Exercise goal:
Your task is to write out exactly the lines from the line containing "self.last_success = Some(false);" through the end of the records, inclusive at both ends.

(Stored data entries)
====================

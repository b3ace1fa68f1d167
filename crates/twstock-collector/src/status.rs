//! 마지막 동기화 결과.

use chrono::{DateTime, Utc};
use serde::Serialize;

use crate::SyncStats;

/// 헬스 체크에 노출되는 마지막 동기화 상태.
#[derive(Debug, Clone, Default, Serialize)]
pub struct SyncStatus {
    /// 사이클 실행 중 여부
    pub running: bool,
    pub last_started_at: Option<DateTime<Utc>>,
    pub last_finished_at: Option<DateTime<Utc>>,
    /// 마지막 사이클 성공 여부 (아직 실행 전이면 `None`)
    pub last_success: Option<bool>,
    pub last_error: Option<String>,
    pub last_stats: Option<SyncStats>,
}

impl SyncStatus {
    pub(crate) fn start(&mut self, at: DateTime<Utc>) {
        self.running = true;
        self.last_started_at = Some(at);
    }

    pub(crate) fn finish_ok(&mut self, at: DateTime<Utc>, stats: SyncStats) {
        self.running = false;
        self.last_finished_at = Some(at);
        self.last_success = Some(true);
        self.last_error = None;
        self.last_stats = Some(stats);
    }

    pub(crate) fn finish_err(&mut self, at: DateTime<Utc>, error: String) {
        self.running = false;
        self.last_finished_at = Some(at);
        self.last_success = Some(false);
        self.last_error = Some(error);
    }
}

====================

Exercise solution:
        self.last_success = Some(false);
        self.last_error = Some(error);
    }
}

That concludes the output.